The leuV promoter which produces tRNA(1Leu) in Escherichia coli has been extensively mutagenized in order to determine the effects of altered sequences on promoter efficiency (strength) and on growth-rate-dependent regulation (GDR). Each mutant promoter was ligated with a beta-galactosidase reporter gene into the chromosome of a host cell by phage lambda lysogenization. Reporter gene activities were measured for cells growing in selected media at various growth rates. Sequences which flank the -10 consensus region, when altered, caused remarkable up-promoter effects, increasing efficiency in some cases almost 10-fold.

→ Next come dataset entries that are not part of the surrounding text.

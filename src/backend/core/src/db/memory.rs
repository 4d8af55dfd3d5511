//! In-process job store.
//!
//! Implements the same contract as [`super::PgJobStore`] behind one mutex, so a
//! claim is atomic with respect to every other operation. Used by the test
//! suites and for dry runs without a database.

use async_trait::async_trait;
use chrono::{DateTime, Utc};
use parking_lot::Mutex;
use std::collections::BTreeMap;
use std::sync::Arc;

use super::{JobAdmin, JobStore, OrphanedJob};
use crate::error::{MailflowError, Result};
use crate::jobs::job::{
    Content, ContentId, DeliveryEvent, EnqueueReceipt, JobId, JobStatus, MailJob, NewMessage,
    StatusCounts,
};

#[derive(Debug)]
struct JobRecord {
    job: MailJob,
    updated_at: DateTime<Utc>,
}

#[derive(Debug, Default)]
struct MemoryState {
    contents: BTreeMap<ContentId, Content>,
    jobs: BTreeMap<JobId, JobRecord>,
    events: Vec<DeliveryEvent>,
    /// Every status a job has been observed in, in order
    history: BTreeMap<JobId, Vec<JobStatus>>,
    next_content_id: i64,
    next_job_id: i64,
}

impl MemoryState {
    fn set_status(&mut self, job_id: JobId, status: JobStatus, at: DateTime<Utc>) {
        if let Some(record) = self.jobs.get_mut(&job_id) {
            record.job.status = status;
            record.updated_at = at;
        }
        self.history.entry(job_id).or_default().push(status);
    }

    fn insert_content(&mut self, subject: &str, body: &str) -> ContentId {
        self.next_content_id += 1;
        let id = ContentId(self.next_content_id);
        self.contents.insert(
            id,
            Content {
                id,
                subject: subject.to_string(),
                body: body.to_string(),
            },
        );
        id
    }

    fn insert_job(
        &mut self,
        content_id: ContentId,
        recipient: &str,
        topic_id: &str,
        scheduled_at: Option<DateTime<Utc>>,
    ) -> JobId {
        self.next_job_id += 1;
        let id = JobId(self.next_job_id);
        self.jobs.insert(
            id,
            JobRecord {
                job: MailJob {
                    id,
                    topic_id: topic_id.to_string(),
                    recipient: recipient.to_string(),
                    content_id,
                    scheduled_at,
                    status: JobStatus::Created,
                    provider_message_id: None,
                    last_error: None,
                },
                updated_at: Utc::now(),
            },
        );
        self.history.insert(id, vec![JobStatus::Created]);
        id
    }
}

/// In-memory [`JobStore`] and [`JobAdmin`].
#[derive(Debug, Clone, Default)]
pub struct MemoryJobStore {
    state: Arc<Mutex<MemoryState>>,
}

impl MemoryJobStore {
    pub fn new() -> Self {
        Self::default()
    }

    /// Insert a content row without validation.
    pub fn insert_content(&self, subject: &str, body: &str) -> ContentId {
        self.state.lock().insert_content(subject, body)
    }

    /// Insert a Created job without validation.
    pub fn insert_job(
        &self,
        content_id: ContentId,
        recipient: &str,
        scheduled_at: Option<DateTime<Utc>>,
    ) -> JobId {
        self.state
            .lock()
            .insert_job(content_id, recipient, "", scheduled_at)
    }

    /// Insert `count` immediately-due jobs for one content.
    pub fn seed(&self, content_id: ContentId, count: usize) -> Vec<JobId> {
        let mut state = self.state.lock();
        (0..count)
            .map(|i| state.insert_job(content_id, &format!("user{}@example.com", i), "", None))
            .collect()
    }

    pub fn job(&self, job_id: JobId) -> Option<MailJob> {
        self.state.lock().jobs.get(&job_id).map(|r| r.job.clone())
    }

    pub fn count(&self, status: JobStatus) -> usize {
        self.state
            .lock()
            .jobs
            .values()
            .filter(|r| r.job.status == status)
            .count()
    }

    pub fn events_for(&self, job_id: JobId) -> Vec<DeliveryEvent> {
        self.state
            .lock()
            .events
            .iter()
            .filter(|e| e.job_id == job_id)
            .cloned()
            .collect()
    }

    pub fn event_count(&self) -> usize {
        self.state.lock().events.len()
    }

    /// Statuses observed for a job, oldest first.
    pub fn status_history(&self, job_id: JobId) -> Vec<JobStatus> {
        self.state
            .lock()
            .history
            .get(&job_id)
            .cloned()
            .unwrap_or_default()
    }

    pub fn job_ids(&self) -> Vec<JobId> {
        self.state.lock().jobs.keys().copied().collect()
    }
}

#[async_trait]
impl JobStore for MemoryJobStore {
    async fn claim_batch(&self, limit: u32, now: DateTime<Utc>) -> Result<Vec<MailJob>> {
        let mut state = self.state.lock();

        let due: Vec<JobId> = state
            .jobs
            .values()
            .filter(|r| r.job.is_due(now))
            .map(|r| r.job.id)
            .take(limit as usize)
            .collect();

        let mut claimed = Vec::with_capacity(due.len());
        for id in due {
            state.set_status(id, JobStatus::InFlight, now);
            if let Some(record) = state.jobs.get(&id) {
                claimed.push(record.job.clone());
            }
        }
        Ok(claimed)
    }

    async fn update_terminal(
        &self,
        job_id: JobId,
        status: JobStatus,
        provider_message_id: Option<&str>,
        error_text: Option<&str>,
    ) -> Result<()> {
        let mut state = self.state.lock();

        let current = state
            .jobs
            .get(&job_id)
            .map(|r| r.job.status)
            .ok_or_else(|| MailflowError::not_found("job", job_id.to_string()))?;
        if current != JobStatus::InFlight {
            return Err(MailflowError::invalid_transition(job_id.0, current, status));
        }
        current.transition(job_id, status)?;

        if let Some(record) = state.jobs.get_mut(&job_id) {
            record.job.provider_message_id = provider_message_id.map(str::to_string);
            record.job.last_error = error_text.map(str::to_string);
        }
        state.set_status(job_id, status, Utc::now());
        Ok(())
    }

    async fn get_content(&self, content_id: ContentId) -> Result<Option<Content>> {
        Ok(self.state.lock().contents.get(&content_id).cloned())
    }

    async fn append_event(&self, event: DeliveryEvent) -> Result<()> {
        self.state.lock().events.push(event);
        Ok(())
    }
}

#[async_trait]
impl JobAdmin for MemoryJobStore {
    async fn enqueue(&self, message: &NewMessage) -> Result<EnqueueReceipt> {
        let mut state = self.state.lock();
        let content_id = state.insert_content(message.subject(), message.body());
        let job_ids = message
            .recipients()
            .iter()
            .map(|to| state.insert_job(content_id, to, message.topic_id(), message.scheduled_at()))
            .collect();
        Ok(EnqueueReceipt {
            content_id,
            job_ids,
        })
    }

    async fn cancel(&self, job_id: JobId) -> Result<()> {
        let mut state = self.state.lock();
        let current = state
            .jobs
            .get(&job_id)
            .map(|r| r.job.status)
            .ok_or_else(|| MailflowError::not_found("job", job_id.to_string()))?;
        current.transition(job_id, JobStatus::Stopped)?;
        state.set_status(job_id, JobStatus::Stopped, Utc::now());
        Ok(())
    }

    async fn status_counts(&self, topic_id: Option<&str>) -> Result<StatusCounts> {
        let state = self.state.lock();
        let mut counts = StatusCounts::default();
        for record in state.jobs.values() {
            if topic_id.map_or(true, |t| record.job.topic_id == t) {
                counts.add(record.job.status, 1);
            }
        }
        Ok(counts)
    }

    async fn stale_in_flight(&self, older_than: DateTime<Utc>, limit: u32) -> Result<Vec<OrphanedJob>> {
        let state = self.state.lock();
        Ok(state
            .jobs
            .values()
            .filter(|r| r.job.status == JobStatus::InFlight && r.updated_at < older_than)
            .take(limit as usize)
            .map(|r| OrphanedJob {
                id: r.job.id,
                topic_id: r.job.topic_id.clone(),
                recipient: r.job.recipient.clone(),
                claimed_at: r.updated_at,
            })
            .collect())
    }

    async fn sent_count_since(&self, since: DateTime<Utc>) -> Result<i64> {
        let state = self.state.lock();
        let count = state
            .jobs
            .values()
            .filter(|r| r.job.status == JobStatus::Sent && r.updated_at >= since)
            .count();
        Ok(count as i64)
    }
}

#[cfg(test)]
mod tests {
    use super::*;
    use crate::error::ErrorCode;
    use chrono::Duration;

    #[tokio::test]
    async fn test_claim_is_fifo_and_transitions() {
        let store = MemoryJobStore::new();
        let content = store.insert_content("s", "b");
        let ids = store.seed(content, 5);

        let claimed = store.claim_batch(3, Utc::now()).await.unwrap();
        let claimed_ids: Vec<_> = claimed.iter().map(|j| j.id).collect();
        assert_eq!(claimed_ids, ids[..3]);
        assert!(claimed.iter().all(|j| j.status == JobStatus::InFlight));
        assert_eq!(store.count(JobStatus::Created), 2);
    }

    #[tokio::test]
    async fn test_claim_respects_schedule() {
        let store = MemoryJobStore::new();
        let content = store.insert_content("s", "b");
        let now = Utc::now();
        let past = store.insert_job(content, "a@x", Some(now - Duration::minutes(1)));
        let future = store.insert_job(content, "b@x", Some(now + Duration::minutes(1)));
        let unscheduled = store.insert_job(content, "c@x", None);

        let claimed: Vec<_> = store
            .claim_batch(10, now)
            .await
            .unwrap()
            .into_iter()
            .map(|j| j.id)
            .collect();
        assert_eq!(claimed, vec![past, unscheduled]);
        assert_eq!(store.job(future).unwrap().status, JobStatus::Created);
    }

    #[tokio::test]
    async fn test_update_terminal_only_from_in_flight() {
        let store = MemoryJobStore::new();
        let content = store.insert_content("s", "b");
        let id = store.insert_job(content, "a@x", None);

        let err = store
            .update_terminal(id, JobStatus::Sent, Some("m"), None)
            .await
            .unwrap_err();
        assert_eq!(err.code(), ErrorCode::InvalidStateTransition);

        store.claim_batch(1, Utc::now()).await.unwrap();
        store
            .update_terminal(id, JobStatus::Sent, Some("m-1"), None)
            .await
            .unwrap();
        let job = store.job(id).unwrap();
        assert_eq!(job.status, JobStatus::Sent);
        assert_eq!(job.provider_message_id.as_deref(), Some("m-1"));

        // second write-back is rejected, status stays Sent
        assert!(store
            .update_terminal(id, JobStatus::Failed, None, Some("late"))
            .await
            .is_err());
        assert_eq!(
            store.status_history(id),
            vec![JobStatus::Created, JobStatus::InFlight, JobStatus::Sent]
        );
    }

    #[tokio::test]
    async fn test_update_terminal_rejects_non_terminal_target() {
        let store = MemoryJobStore::new();
        let content = store.insert_content("s", "b");
        let id = store.insert_job(content, "a@x", None);
        store.claim_batch(1, Utc::now()).await.unwrap();

        assert!(store
            .update_terminal(id, JobStatus::Created, None, None)
            .await
            .is_err());
        assert!(store
            .update_terminal(JobId(999), JobStatus::Sent, None, None)
            .await
            .is_err());
    }

    #[tokio::test]
    async fn test_cancel_only_created() {
        let store = MemoryJobStore::new();
        let content = store.insert_content("s", "b");
        let a = store.insert_job(content, "a@x", None);
        let b = store.insert_job(content, "b@x", None);

        store.cancel(a).await.unwrap();
        assert_eq!(store.job(a).unwrap().status, JobStatus::Stopped);

        store.claim_batch(10, Utc::now()).await.unwrap();
        let err = store.cancel(b).await.unwrap_err();
        assert_eq!(err.code(), ErrorCode::InvalidStateTransition);

        // stopped jobs are never claimed
        assert_eq!(store.job(a).unwrap().status, JobStatus::Stopped);
    }

    #[tokio::test]
    async fn test_enqueue_and_counts() {
        let store = MemoryJobStore::new();
        let now = Utc::now();
        let message =
            NewMessage::new("Hi", "<p>x</p>", ["a@x", "b@x", "c@x"], "launch", None, now).unwrap();
        let receipt = store.enqueue(&message).await.unwrap();
        assert_eq!(receipt.job_ids.len(), 3);

        let counts = store.status_counts(Some("launch")).await.unwrap();
        assert_eq!(counts.created, 3);
        assert_eq!(store.status_counts(Some("other")).await.unwrap().total(), 0);

        let content = store.get_content(receipt.content_id).await.unwrap().unwrap();
        assert_eq!(content.subject, "Hi");
    }

    #[tokio::test]
    async fn test_stale_in_flight_detection() {
        let store = MemoryJobStore::new();
        let content = store.insert_content("s", "b");
        let id = store.insert_job(content, "a@x", None);
        let claimed_at = Utc::now() - Duration::hours(1);
        store.claim_batch(1, claimed_at).await.unwrap();

        let stale = store
            .stale_in_flight(Utc::now() - Duration::minutes(10), 100)
            .await
            .unwrap();
        assert_eq!(stale.len(), 1);
        assert_eq!(stale[0].id, id);
        // detection does not modify the job
        assert_eq!(store.job(id).unwrap().status, JobStatus::InFlight);

        let fresh = store
            .stale_in_flight(Utc::now() - Duration::hours(2), 100)
            .await
            .unwrap();
        assert!(fresh.is_empty());
    }
}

One up mutation which had five successive T residues in the 'discriminator' region completely abolished GDR, whereas several mutations with single base changes in the discriminator had little or no effect on GDR. Another mutation which changed one base in the -35 region to bring it to consensus increased promoter strength 18-fold and sharply reduced GDR. Chimaeric promoters in which segments of leuV were replaced by segments of the his operon showed that only when the discriminator of leuV is replaced by the his discriminator was GDR-disturbed. All upstream sequences which were replaced by his sequences had little effect on GDR. Overall, there appeared to be little correlation between promoter efficiency and GDR.